Activity
Copy out all the records exactly.

*** Data supplied ***

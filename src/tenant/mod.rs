//! Tenant isolation and access control.
//!
//! Every entity carries a tenant id; the guards here are what request
//! handlers and the dispatcher call before touching a resource. Role →
//! permission mapping is a fixed lattice, not configurable.

pub mod roles;

use serde::{Deserialize, Serialize};
use thiserror::Error;

pub use roles::{can_override, Permission, Role};

/// Access-control errors.
#[derive(Error, Debug, Clone, PartialEq, Eq, Serialize, Deserialize)]
#[serde(rename_all = "snake_case")]
pub enum AccessError {
    #[error("tenant id is required")]
    TenantRequired,

    #[error("resource belongs to a different tenant")]
    TenantMismatch,

    #[error("forbidden cross-tenant access")]
    ForbiddenCrossTenantAccess,

    #[error("forbidden")]
    Forbidden,
}

pub type AccessResult<T> = Result<T, AccessError>;

/// Anything that belongs to a tenant.
pub trait TenantScoped {
    fn tenant_id(&self) -> &str;
}

macro_rules! impl_tenant_scoped {
    ($($ty:ty),* $(,)?) => {
        $(impl TenantScoped for $ty {
            fn tenant_id(&self) -> &str {
                &self.tenant_id
            }
        })*
    };
}

impl_tenant_scoped!(
    crate::model::Schema,
    crate::model::SchemaVersion,
    crate::model::Queue,
    crate::model::SampleRef,
    crate::model::Labeler,
    crate::model::Assignment,
    crate::model::Label,
    crate::model::AuditRecord,
    crate::model::Dataset,
);

/// Ok iff the resource and the actor share the same non-empty tenant id.
pub fn validate_tenant(resource: &impl TenantScoped, actor_tenant: &str) -> AccessResult<()> {
    if actor_tenant.is_empty() || resource.tenant_id().is_empty() {
        return Err(AccessError::TenantRequired);
    }
    if resource.tenant_id() != actor_tenant {
        return Err(AccessError::TenantMismatch);
    }
    Ok(())
}

/// Primary guard for request handlers: a mismatch surfaces as
/// `forbidden_cross_tenant_access` rather than leaking which tenant owns
/// the resource.
pub fn ensure_isolation(resource: &impl TenantScoped, actor_tenant: &str) -> AccessResult<()> {
    validate_tenant(resource, actor_tenant).map_err(|err| match err {
        AccessError::TenantRequired => AccessError::TenantRequired,
        _ => AccessError::ForbiddenCrossTenantAccess,
    })
}

/// Retain only the entries owned by `actor_tenant`.
pub fn filter_by_tenant<T: TenantScoped>(items: Vec<T>, actor_tenant: &str) -> Vec<T> {
    items
        .into_iter()
        .filter(|item| item.tenant_id() == actor_tenant)
        .collect()
}

#[cfg(test)]
mod tests {
    use super::*;
    use crate::model::Labeler;

    #[test]
    fn validate_tenant_requires_matching_ids() {
        let labeler = Labeler::new("tenant-a", "alice");

        assert_eq!(validate_tenant(&labeler, "tenant-a"), Ok(()));
        assert_eq!(
            validate_tenant(&labeler, "tenant-b"),
            Err(AccessError::TenantMismatch)
        );
        assert_eq!(
            validate_tenant(&labeler, ""),
            Err(AccessError::TenantRequired)
        );
    }

    #[test]
    fn ensure_isolation_masks_mismatch() {
        let labeler = Labeler::new("tenant-a", "alice");
        assert_eq!(
            ensure_isolation(&labeler, "tenant-b"),
            Err(AccessError::ForbiddenCrossTenantAccess)
        );
    }

    #[test]
    fn filter_retains_only_matching_tenants() {
        let items = vec![
            Labeler::new("tenant-a", "alice"),
            Labeler::new("tenant-b", "bob"),
            Labeler::new("tenant-a", "carol"),
        ];

        let kept = filter_by_tenant(items, "tenant-a");
        assert_eq!(kept.len(), 2);
        assert!(kept.iter().all(|l| l.tenant_id == "tenant-a"));
    }
}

*** End of Data supplied ***

Your solution
filename src/tenant/mod.rs
//! Tenant isolation and access control.
//!
//! Every entity carries a tenant id; the guards here are what request
//! handlers and the dispatcher call before touching a resource. Role →
//! permission mapping is a fixed lattice, not configurable.

pub mod roles;

use serde::{Deserialize, Serialize};
use thiserror::Error;

pub use roles::{can_override, Permission, Role};

/// Access-control errors.
#[derive(Error, Debug, Clone, PartialEq, Eq, Serialize, Deserialize)]
#[serde(rename_all = "snake_case")]
pub enum AccessError {
    #[error("tenant id is required")]
    TenantRequired,

    #[error("resource belongs to a different tenant")]
    TenantMismatch,

    #[error("forbidden cross-tenant access")]
    ForbiddenCrossTenantAccess,

    #[error("forbidden")]
    Forbidden,
}

pub type AccessResult<T> = Result<T, AccessError>;

/// Anything that belongs to a tenant.
pub trait TenantScoped {
    fn tenant_id(&self) -> &str;
}

macro_rules! impl_tenant_scoped {
    ($($ty:ty),* $(,)?) => {
        $(impl TenantScoped for $ty {
            fn tenant_id(&self) -> &str {
                &self.tenant_id
            }
        })*
    };
}

impl_tenant_scoped!(
    crate::model::Schema,
    crate::model::SchemaVersion,
    crate::model::Queue,
    crate::model::SampleRef,
    crate::model::Labeler,
    crate::model::Assignment,
    crate::model::Label,
    crate::model::AuditRecord,
    crate::model::Dataset,
);

/// Ok iff the resource and the actor share the same non-empty tenant id.
pub fn validate_tenant(resource: &impl TenantScoped, actor_tenant: &str) -> AccessResult<()> {
    if actor_tenant.is_empty() || resource.tenant_id().is_empty() {
        return Err(AccessError::TenantRequired);
    }
    if resource.tenant_id() != actor_tenant {
        return Err(AccessError::TenantMismatch);
    }
    Ok(())
}

/// Primary guard for request handlers: a mismatch surfaces as
/// `forbidden_cross_tenant_access` rather than leaking which tenant owns
/// the resource.
pub fn ensure_isolation(resource: &impl TenantScoped, actor_tenant: &str) -> AccessResult<()> {
    validate_tenant(resource, actor_tenant).map_err(|err| match err {
        AccessError::TenantRequired => AccessError::TenantRequired,
        _ => AccessError::ForbiddenCrossTenantAccess,
    })
}

/// Retain only the entries owned by `actor_tenant`.
pub fn filter_by_tenant<T: TenantScoped>(items: Vec<T>, actor_tenant: &str) -> Vec<T> {
    items
        .into_iter()
        .filter(|item| item.tenant_id() == actor_tenant)
        .collect()
}

#[cfg(test)]
mod tests {
    use super::*;
    use crate::model::Labeler;

    #[test]
    fn validate_tenant_requires_matching_ids() {
        let labeler = Labeler::new("tenant-a", "alice");

        assert_eq!(validate_tenant(&labeler, "tenant-a"), Ok(()));
        assert_eq!(
            validate_tenant(&labeler, "tenant-b"),
            Err(AccessError::TenantMismatch)
        );
        assert_eq!(
            validate_tenant(&labeler, ""),
            Err(AccessError::TenantRequired)
        );
    }

    #[test]
    fn ensure_isolation_masks_mismatch() {
        let labeler = Labeler::new("tenant-a", "alice");
        assert_eq!(
            ensure_isolation(&labeler, "tenant-b"),
            Err(AccessError::ForbiddenCrossTenantAccess)
        );
    }

    #[test]
    fn filter_retains_only_matching_tenants() {
        let items = vec![
            Labeler::new("tenant-a", "alice"),
            Labeler::new("tenant-b", "bob"),
            Labeler::new("tenant-a", "carol"),
        ];

        let kept = filter_by_tenant(items, "tenant-a");
        assert_eq!(kept.len(), 2);
        assert!(kept.iter().all(|l| l.tenant_id == "tenant-a"));
    }
}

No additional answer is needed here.